(Items from a dataset)
"""

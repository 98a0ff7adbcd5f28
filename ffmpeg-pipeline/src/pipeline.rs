use std::path::Path;

use crate::{
    descriptor::StreamDescriptor,
    encoder::{EncoderSession, FfmpegEncoder, SessionState, VideoEncoder},
    error::{Error, Result},
    frame::Frame,
    output::{ContainerWriter, FfmpegMuxer, Muxer},
    packet::EncodedPacket,
};

#[derive(Debug, Default)]
pub struct EncodeSummary {
    pub frames_submitted: u64,
    pub packets_written: u64,
    /// Packets from the final flush that reached the container. Empty ones
    /// are counted in `skipped_packets` instead.
    pub drained_packets: u64,
    pub skipped_packets: u64,
    /// Trailer or close failed after every packet was written. The encode
    /// itself completed.
    pub finalize_error: Option<Error>,
}

/// Frame-in, file-out encode of one video track.
///
/// Creating the pipeline configures the encoder and writes the container
/// header; [`finish`](Self::finish) drains the encoder, writes the remaining
/// packets, the trailer, and closes the file. Any other exit (an error or a
/// plain drop) tears down the encoder and finalizes what was written.
pub struct EncodePipeline<E: VideoEncoder = FfmpegEncoder, M: Muxer = FfmpegMuxer> {
    session: EncoderSession<E>,
    writer: ContainerWriter<M>,
    finished: bool,
}

impl EncodePipeline<FfmpegEncoder, FfmpegMuxer> {
    pub fn create(
        path: impl AsRef<Path>,
        format: Option<&str>,
        descriptor: StreamDescriptor,
    ) -> Result<Self> {
        Self::with_writer(ContainerWriter::open(path, format)?, descriptor)
    }
}

impl<E: VideoEncoder, M: Muxer> EncodePipeline<E, M> {
    pub fn with_writer(mut writer: ContainerWriter<M>, descriptor: StreamDescriptor) -> Result<Self> {
        let mut session = EncoderSession::new();
        session.configure(descriptor, &mut writer)?;
        writer.write_header()?;
        Ok(Self {
            session,
            writer,
            finished: false,
        })
    }

    pub fn session(&self) -> &EncoderSession<E> {
        &self.session
    }

    pub fn writer(&self) -> &ContainerWriter<M> {
        &self.writer
    }

    /// Encodes one packed frame and writes whatever packets it released.
    /// Returns the number of packets written; empty ones are skipped and
    /// not counted.
    pub fn push(&mut self, frame: &Frame) -> Result<usize> {
        self.check_open()?;
        let packets = self.session.encode(frame);
        self.write_all(packets)
    }

    /// Same as [`push`](Self::push) for a frame already in the encoder's
    /// pixel format.
    pub fn push_planar(&mut self, frame: &mut ffmpeg_next::frame::Video) -> Result<usize> {
        self.check_open()?;
        let packets = self.session.submit(frame);
        self.write_all(packets)
    }

    pub fn finish(mut self) -> Result<EncodeSummary> {
        self.check_open()?;
        let drained = self.session.drain();
        let drained_packets = self.write_all(drained)? as u64;
        self.finished = true;

        let finalize_error = self
            .writer
            .write_trailer()
            .and_then(|_| self.writer.close())
            .err()
            .map(|e| {
                log::warn!("encode completed but the container was not finalized: {}", e);
                Error::finalize(e)
            });

        Ok(EncodeSummary {
            frames_submitted: self.session.frames_submitted(),
            packets_written: self.writer.packets_written(),
            drained_packets,
            skipped_packets: self.writer.packets_skipped(),
            finalize_error,
        })
    }

    /// Drops buffered packets and finalizes the output as far as it got.
    pub fn abort(mut self) {
        self.teardown();
    }

    fn check_open(&self) -> Result<()> {
        if self.finished {
            return Err(Error::state("pipeline already finished"));
        }
        Ok(())
    }

    fn write_all(&mut self, packets: Result<Vec<EncodedPacket>>) -> Result<usize> {
        let packets = match packets {
            Ok(packets) => packets,
            Err(e) => {
                // A bad frame leaves the session usable; anything that closed
                // it ends the pipeline too.
                if self.session.state() == SessionState::Closed {
                    self.teardown();
                }
                return Err(e);
            }
        };
        let before = self.writer.packets_written();
        for packet in &packets {
            if let Err(e) = self.writer.write_packet(packet) {
                log::error!("write packet failed, tearing down: {}", e);
                self.teardown();
                return Err(e);
            }
        }
        Ok((self.writer.packets_written() - before) as usize)
    }

    fn teardown(&mut self) {
        if self.finished {
            return;
        }
        self.finished = true;
        self.session.abort();
        self.writer.abort();
    }
}

impl<E: VideoEncoder, M: Muxer> Drop for EncodePipeline<E, M> {
    fn drop(&mut self) {
        self.teardown();
    }
}

#[cfg(test)]
#[path = "pipeline_test.rs"]
mod pipeline_test;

"""

▶ _How to complete this task_
Pull every line containing "failed" from the data.

▶ _Answer for the task_
    /// Trailer or close failed after every packet was written. The encode
                log::error!("write packet failed, tearing down: {}", e);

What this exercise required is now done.